Start of Data provided

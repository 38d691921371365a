//! Operation descriptors handed from a saga to the driver, and the responses handed back.

use crate::error::LoadError;
use crate::types::IdObject;
use serde::{Deserialize, Serialize};
use std::fmt;

/// Raw response returned by an executor: the full GraphQL response body.
pub type Response = serde_json::Value;

/// The mutations a load can issue.
#[derive(Debug, Clone, Copy, Serialize, Deserialize, PartialEq, Eq, Hash)]
pub enum Operation {
    AddSources,
    AddBytecodes,
    AddCompilations,
}

const ADD_SOURCES: &str = r#"mutation AddSources($sources: [SourceInput!]!) {
  sourcesAdd(input: { sources: $sources }) {
    sources {
      id
    }
  }
}"#;

const ADD_BYTECODES: &str = r#"mutation AddBytecodes($bytecodes: [BytecodeInput!]!) {
  bytecodesAdd(input: { bytecodes: $bytecodes }) {
    bytecodes {
      id
    }
  }
}"#;

const ADD_COMPILATIONS: &str = r#"mutation AddCompilations($compilations: [CompilationInput!]!) {
  compilationsAdd(input: { compilations: $compilations }) {
    compilations {
      id
    }
  }
}"#;

impl Operation {
    /// Field name of the mutation, as it appears under `data` in the response.
    pub fn name(&self) -> &'static str {
        match self {
            Operation::AddSources => "sourcesAdd",
            Operation::AddBytecodes => "bytecodesAdd",
            Operation::AddCompilations => "compilationsAdd",
        }
    }

    /// GraphQL document sent to the store.
    pub fn mutation(&self) -> &'static str {
        match self {
            Operation::AddSources => ADD_SOURCES,
            Operation::AddBytecodes => ADD_BYTECODES,
            Operation::AddCompilations => ADD_COMPILATIONS,
        }
    }

    /// Name of the list both in the input variables and in the response payload.
    pub fn collection(&self) -> &'static str {
        match self {
            Operation::AddSources => "sources",
            Operation::AddBytecodes => "bytecodes",
            Operation::AddCompilations => "compilations",
        }
    }

    /// JSON pointer to the list of created records in a response.
    pub fn ids_pointer(&self) -> String {
        format!("/data/{}/{}", self.name(), self.collection())
    }

    /// Extract every `{ id }` the store assigned, in response order.
    pub fn extract_ids(&self, response: &Response) -> Result<Vec<IdObject>, LoadError> {
        let pointer = self.ids_pointer();
        let entries = response
            .pointer(&pointer)
            .and_then(serde_json::Value::as_array)
            .ok_or_else(|| LoadError::MalformedResponse {
                operation: self.name(),
                pointer: pointer.clone(),
            })?;

        entries
            .iter()
            .enumerate()
            .map(|(index, entry)| {
                entry
                    .get("id")
                    .and_then(serde_json::Value::as_str)
                    .map(IdObject::new)
                    .ok_or_else(|| LoadError::MalformedResponse {
                        operation: self.name(),
                        pointer: format!("{}/{}/id", pointer, index),
                    })
            })
            .collect()
    }

    /// Build a response in the shape the store answers this operation with.
    pub fn response_with_ids(&self, ids: &[IdObject]) -> Response {
        let mut payload = serde_json::Map::new();
        payload.insert(self.collection().to_string(), serde_json::json!(ids));
        let mut data = serde_json::Map::new();
        data.insert(self.name().to_string(), serde_json::Value::Object(payload));
        serde_json::json!({ "data": data })
    }

    /// Extract exactly `expected` ids; any other count means the response does not
    /// belong to the request it was supplied for.
    pub fn extract_exact(
        &self,
        response: &Response,
        expected: usize,
    ) -> Result<Vec<IdObject>, LoadError> {
        let ids = self.extract_ids(response)?;
        if ids.len() != expected {
            return Err(LoadError::MalformedResponse {
                operation: self.name(),
                pointer: format!(
                    "{} (expected {} entries, got {})",
                    self.ids_pointer(),
                    expected,
                    ids.len()
                ),
            });
        }
        Ok(ids)
    }
}

impl fmt::Display for Operation {
    fn fmt(&self, f: &mut fmt::Formatter<'_>) -> fmt::Result {
        f.write_str(self.name())
    }
}

/// Identifies which unit and record a request was built from.
#[derive(Debug, Clone, Serialize, Deserialize, PartialEq, Eq, Hash)]
pub struct RequestKey {
    pub unit: Option<String>,
    pub record: Option<usize>,
}

impl RequestKey {
    pub fn record(unit: &str, record: usize) -> Self {
        Self {
            unit: Some(unit.to_string()),
            record: Some(record),
        }
    }

    pub fn batch() -> Self {
        Self {
            unit: None,
            record: None,
        }
    }
}

impl fmt::Display for RequestKey {
    fn fmt(&self, f: &mut fmt::Formatter<'_>) -> fmt::Result {
        match (&self.unit, self.record) {
            (Some(unit), Some(record)) => write!(f, "{}#{}", unit, record),
            (Some(unit), None) => f.write_str(unit),
            _ => f.write_str("*"),
        }
    }
}

/// A fully specified operation, ready for execution. Immutable once built.
#[derive(Debug, Clone, PartialEq, Serialize)]
pub struct Request {
    operation: Operation,
    key: RequestKey,
    variables: serde_json::Value,
}

impl Request {
    pub fn new(operation: Operation, key: RequestKey, variables: serde_json::Value) -> Self {
        Self {
            operation,
            key,
            variables,
        }
    }

    pub fn operation(&self) -> Operation {
        self.operation
    }

    pub fn key(&self) -> &RequestKey {
        &self.key
    }

    pub fn mutation(&self) -> &'static str {
        self.operation.mutation()
    }

    pub fn variables(&self) -> &serde_json::Value {
        &self.variables
    }

    /// Number of records this request asks the store to create.
    pub fn record_count(&self) -> usize {
        self.variables
            .get(self.operation.collection())
            .and_then(serde_json::Value::as_array)
            .map_or(0, Vec::len)
    }
}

End of Data provided

How many of the lines in the material hold the word "AddSources"? Give that number alone.

(Response to the exercise): 5